Younger children (6 months to 2 years) tended to have more systemic symptoms like fussiness and fever compared to 3- to 5-year-olds, while older toddlers reported more injection-site soreness. High fevers were uncommon. Very severe fever occurred in fewer than 0.5% of children across all age groups and doses. For parents managing a fussy child post-vaccination, a non-aspirin pain reliever and comfort measures like cool cloths and extra fluids are standard approaches.

Myocarditis and Pericarditis

The most closely watched rare side effect has been myocarditis (inflammation of the heart muscle) and pericarditis (inflammation of the tissue surrounding the heart). This risk is real but uncommon, and it follows a clear demographic pattern. It occurs most often in younger males after the second dose of an mRNA vaccine, typically within the first week.

CDC data from the initial vaccine rollout showed rates of about 12.6 cases per million second doses among people aged 12 to 39. The highest rates were in males aged 12 to 17 (roughly 67 cases per million second doses) and males aged 18 to 24 (about 56 per million second doses). By comparison, females in the same age groups had rates of 9 and 5.5 per million second doses, respectively. For adults over 50, rates dropped below 2.5 per million regardless of sex.

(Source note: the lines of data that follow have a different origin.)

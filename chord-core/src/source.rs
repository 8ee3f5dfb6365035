//! # Audio Source Boundary
//!
//! The detector does not capture audio itself. Anything that can deliver
//! mono `f32` chunks at a fixed sample rate implements [`AudioSource`]:
//! a microphone backend, a file reader, or a test double.

use thiserror::Error;

/// Receives each captured chunk on the source's delivery thread.
pub type ChunkCallback = Box<dyn FnMut(&[f32]) + Send + 'static>;
/// Receives failures reported by a running source.
pub type ErrorCallback = Box<dyn FnMut(SourceError) + Send + 'static>;

#[derive(Debug, Clone, Error, PartialEq)]
pub enum SourceError {
    /// Access to the input device was refused. Not retried; the caller
    /// must start again once access has been granted.
    #[error("microphone access was denied")]
    PermissionDenied,
    /// The device or stream could not be configured or started.
    #[error("audio source failed to start: {0}")]
    SourceInitializationFailure(String),
    /// A running stream failed (e.g. the device was disconnected).
    #[error("audio stream failed: {0}")]
    StreamFailure(String),
}

/// A push-style provider of mono PCM chunks.
pub trait AudioSource {
    /// Starts delivering chunks at `sample_rate` to `on_chunk`.
    ///
    /// Must fail rather than deliver audio at a different rate.
    fn start(
        &mut self,
        sample_rate: u32,
        on_chunk: ChunkCallback,
        on_error: ErrorCallback,
    ) -> Result<(), SourceError>;

    /// Stops delivery and drops both callbacks. Calling it while stopped
    /// is a no-op.
    fn stop(&mut self);
}
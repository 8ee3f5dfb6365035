// chord-core/src/lib.rs

//! The core logic for the live chord detector.
//! This crate turns a stream of mono PCM chunks into a stabilized chord
//! label: framing, spectral analysis, chroma extraction, pitch-class
//! tracking, template matching and hysteresis. It is completely headless
//! and knows nothing about audio devices; those plug in through
//! [`source::AudioSource`].

pub mod channel;
pub mod chord;
pub mod chroma;
pub mod config;
pub mod detector;
pub mod fft;
pub mod frame_buffer;
pub mod noise_gate;
pub mod pipeline;
pub mod source;
pub mod stabilizer;
pub mod tracker;
pub mod tuning;

use serde::Serialize;

pub use config::{ConfigError, PipelineConfig};
pub use detector::ChordDetector;
pub use pipeline::Pipeline;
pub use source::{AudioSource, SourceError};

/// Label used whenever no chord template matches well enough.
pub const UNKNOWN_CHORD: &str = "Unknown";

/// Represents the outcome of classifying one analysis frame.
#[derive(Debug, Clone, PartialEq, Serialize)]
#[serde(rename_all = "camelCase")]
pub struct DetectionResult {
    /// Chord label such as "C", "F#m7" or "Unknown".
    pub chord_name: String,
    /// Pitch names of the chord (or of the active set when unknown),
    /// ascending from C.
    pub note_names: Vec<String>,
    /// Match confidence (0.0 to 1.0).
    pub confidence: f32,
}

impl DetectionResult {
    /// An "Unknown" result with no notes and zero confidence.
    pub fn silent() -> Self {
        Self {
            chord_name: UNKNOWN_CHORD.to_string(),
            note_names: Vec::new(),
            confidence: 0.0,
        }
    }

    pub fn is_unknown(&self) -> bool {
        self.chord_name == UNKNOWN_CHORD
    }
}

impl Default for DetectionResult {
    fn default() -> Self {
        Self::silent()
    }
}

#[cfg(test)]
mod tests {
    use super::*;

    #[test]
    fn serializes_with_camel_case_fields() {
        let result = DetectionResult {
            chord_name: "Am".to_string(),
            note_names: vec!["C".into(), "E".into(), "A".into()],
            confidence: 0.5,
        };
        let json = serde_json::to_string(&result).unwrap();
        assert_eq!(
            json,
            r#"{"chordName":"Am","noteNames":["C","E","A"],"confidence":0.5}"#
        );
    }

    #[test]
    fn default_result_is_silent_unknown() {
        let result = DetectionResult::default();
        assert!(result.is_unknown());
        assert!(result.note_names.is_empty());
        assert_eq!(result.confidence, 0.0);
    }
}
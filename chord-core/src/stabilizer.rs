//! # Chord Stabilizer
//!
//! A hysteresis state machine between the per-frame classifier and the
//! consumer. A new label must be seen on several consecutive frames, and
//! the previous label must have been shown for a minimum time, before the
//! output switches. Brief "Unknown" dropouts inside the hold window are
//! suppressed entirely.

use std::time::{Duration, Instant};

use crate::DetectionResult;

/// How long a stable chord survives "Unknown" or competing frames.
pub const HOLD_DURATION: Duration = Duration::from_millis(1200);
/// Minimum time between two committed switches.
pub const MIN_SWITCH_INTERVAL: Duration = Duration::from_millis(220);
/// Consecutive frames a new label needs before it is committed.
pub const CONFIRM_FRAMES: u32 = 3;

#[derive(Debug, Clone)]
pub struct Stabilizer {
    stable: DetectionResult,
    last_stable: Instant,
    pending: Option<DetectionResult>,
    pending_count: u32,
}

impl Stabilizer {
    /// Creates a stabilizer showing silence, with its clock starting at `now`.
    pub fn new(now: Instant) -> Self {
        Self {
            stable: DetectionResult::silent(),
            last_stable: now,
            pending: None,
            pending_count: 0,
        }
    }

    pub fn stable(&self) -> &DetectionResult {
        &self.stable
    }

    pub fn pending_count(&self) -> u32 {
        self.pending_count
    }

    /// Feeds one raw classification and returns what should be displayed.
    pub fn update(&mut self, raw: DetectionResult, now: Instant) -> DetectionResult {
        let since_stable = now.saturating_duration_since(self.last_stable);

        if raw.is_unknown() {
            if since_stable < HOLD_DURATION && !self.stable.note_names.is_empty() {
                return self.stable.clone();
            }
            // The stable timestamp is intentionally not refreshed here.
            self.stable = raw.clone();
            return raw;
        }

        if raw.chord_name == self.stable.chord_name {
            self.stable = raw.clone();
            self.last_stable = now;
            self.pending = None;
            self.pending_count = 0;
            return raw;
        }

        let repeats_pending = self
            .pending
            .as_ref()
            .is_some_and(|pending| pending.chord_name == raw.chord_name);
        self.pending_count = if repeats_pending { self.pending_count + 1 } else { 1 };
        self.pending = Some(raw.clone());

        let can_switch = since_stable > MIN_SWITCH_INTERVAL;
        if self.pending_count >= CONFIRM_FRAMES && can_switch {
            if let Some(confirmed) = self.pending.take() {
                log::debug!(
                    "Chord switch {} -> {} after {} frames",
                    self.stable.chord_name,
                    confirmed.chord_name,
                    self.pending_count
                );
                self.stable = confirmed.clone();
                self.last_stable = now;
                self.pending_count = 0;
                return confirmed;
            }
        }

        if since_stable < HOLD_DURATION {
            self.stable.clone()
        } else {
            raw
        }
    }

    pub fn reset(&mut self, now: Instant) {
        *self = Self::new(now);
    }
}
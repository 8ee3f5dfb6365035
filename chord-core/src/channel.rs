//! Single-slot "latest value" channel.
//!
//! The producer never blocks: publishing over an unread value evicts it.
//! Consumers only ever see the most recent value.

use crossbeam_channel::{Receiver, RecvTimeoutError, Sender, TryRecvError, TrySendError};
use std::time::Duration;

/// Creates a connected latest-value sender/receiver pair.
pub fn latest<T>() -> (LatestSender<T>, LatestReceiver<T>) {
    let (tx, rx) = crossbeam_channel::bounded(1);
    (
        LatestSender {
            tx,
            evict: rx.clone(),
        },
        LatestReceiver { rx },
    )
}

#[derive(Debug)]
pub struct LatestSender<T> {
    tx: Sender<T>,
    evict: Receiver<T>,
}

impl<T> Clone for LatestSender<T> {
    fn clone(&self) -> Self {
        Self {
            tx: self.tx.clone(),
            evict: self.evict.clone(),
        }
    }
}

impl<T> LatestSender<T> {
    /// Publishes `value`, replacing any value not yet taken.
    pub fn publish(&self, value: T) {
        match self.tx.try_send(value) {
            Ok(()) | Err(TrySendError::Disconnected(_)) => {}
            Err(TrySendError::Full(value)) => {
                let _ = self.evict.try_recv();
                // A concurrent publisher may have refilled the slot; its
                // value is just as new, so losing this one is fine.
                let _ = self.tx.try_send(value);
            }
        }
    }
}

#[derive(Debug)]
pub struct LatestReceiver<T> {
    rx: Receiver<T>,
}

impl<T> Clone for LatestReceiver<T> {
    fn clone(&self) -> Self {
        Self { rx: self.rx.clone() }
    }
}

impl<T> LatestReceiver<T> {
    /// Takes the current value, if any.
    pub fn try_take(&self) -> Option<T> {
        match self.rx.try_recv() {
            Ok(value) => Some(value),
            Err(TryRecvError::Empty) | Err(TryRecvError::Disconnected) => None,
        }
    }

    /// Waits up to `timeout` for a value.
    pub fn take_timeout(&self, timeout: Duration) -> Result<T, RecvTimeoutError> {
        self.rx.recv_timeout(timeout)
    }

    /// The underlying receiver, for use in `crossbeam_channel::select!`.
    pub fn as_receiver(&self) -> &Receiver<T> {
        &self.rx
    }
}
use anyhow::{Context, Result};
use chord_core::PipelineConfig;
use serde::Deserialize;
use std::path::{Path, PathBuf};

/// Configuration file picked up from the working directory when no
/// `--config` is given.
pub const DEFAULT_CONFIG_FILE: &str = "chord-detect.toml";

#[derive(Debug, Default, Deserialize)]
pub struct Config {
    #[serde(default)]
    pub pipeline: PipelineConfig,
}

pub fn parse_config(content: &str) -> Result<Config> {
    let config: Config = toml::from_str(content)?;
    config.pipeline.validate()?;
    Ok(config)
}

pub fn load_config(path: &Path) -> Result<Config> {
    let content = std::fs::read_to_string(path)
        .with_context(|| format!("Failed to read config from {}", path.display()))?;
    parse_config(&content).with_context(|| format!("Invalid config in {}", path.display()))
}

/// Resolves the configuration: an explicit path must load, the implicit
/// local file is used if present, otherwise defaults apply.
pub fn resolve(explicit: Option<&PathBuf>) -> Result<Config> {
    if let Some(path) = explicit {
        let config = load_config(path)?;
        log::info!("Loaded config from {}", path.display());
        return Ok(config);
    }

    let local = PathBuf::from(DEFAULT_CONFIG_FILE);
    if local.exists() {
        let config = load_config(&local)?;
        log::info!("Loaded config from {}", local.display());
        return Ok(config);
    }

    Ok(Config::default())
}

Importantly, ongoing safety monitoring has found no statistical signal for myocarditis with the updated 2024-2025 vaccines. Reporting rates are now similar to background rates of fewer than 2 cases per million doses. Most cases that did occur during the initial rollout were mild, with patients responding well to rest and anti-inflammatory treatment and recovering within days to weeks.

Symptoms to be aware of include chest pain, shortness of breath, and a feeling of a rapid or pounding heartbeat, especially in the week following vaccination.

Guillain-Barré Syndrome

Guillain-Barré syndrome, a rare neurological condition where the immune system attacks nerve cells and causes weakness or paralysis, was linked to the Johnson & Johnson (Janssen) COVID-19 vaccine. CDC studies found evidence of an increased risk in adults 18 and older after that specific vaccine. No similar signal was found for the Pfizer or Moderna mRNA vaccines. The J&J vaccine is no longer available in the United States, so this risk is largely historical at this point.

Serious Allergic Reactions

Anaphylaxis, a severe allergic reaction, can occur with any vaccine, including COVID-19 shots. It’s extremely rare, estimated at roughly 2 to 5 cases per million doses. This is why vaccination sites ask you to wait 15 minutes afterward for observation. Symptoms include difficulty breathing, swelling of the face or throat, rapid heartbeat, dizziness, and a widespread rash. These reactions happen quickly, almost always within 30 minutes, and are treatable on the spot.

If you’ve had an allergic reaction to a previous dose or to a specific ingredient in the vaccine, that’s something to discuss before getting another shot.

What the Latest Safety Data Shows

The CDC’s Vaccine Safety Datalink, which tracks millions of vaccinated individuals in near-real time, has not detected increased risks of myocarditis or other serious adverse events with the 2022-2023, 2023-2024, or 2024-2025 COVID-19 vaccine formulations. The safety profile of the updated vaccines has been consistent and reassuring across multiple surveillance seasons. The FDA continues to list myocarditis and pericarditis as a warning for mRNA and Novavax vaccines based on earlier post-marketing data, but the observed rates with current formulations are in line with what would be expected in the general population without vaccination.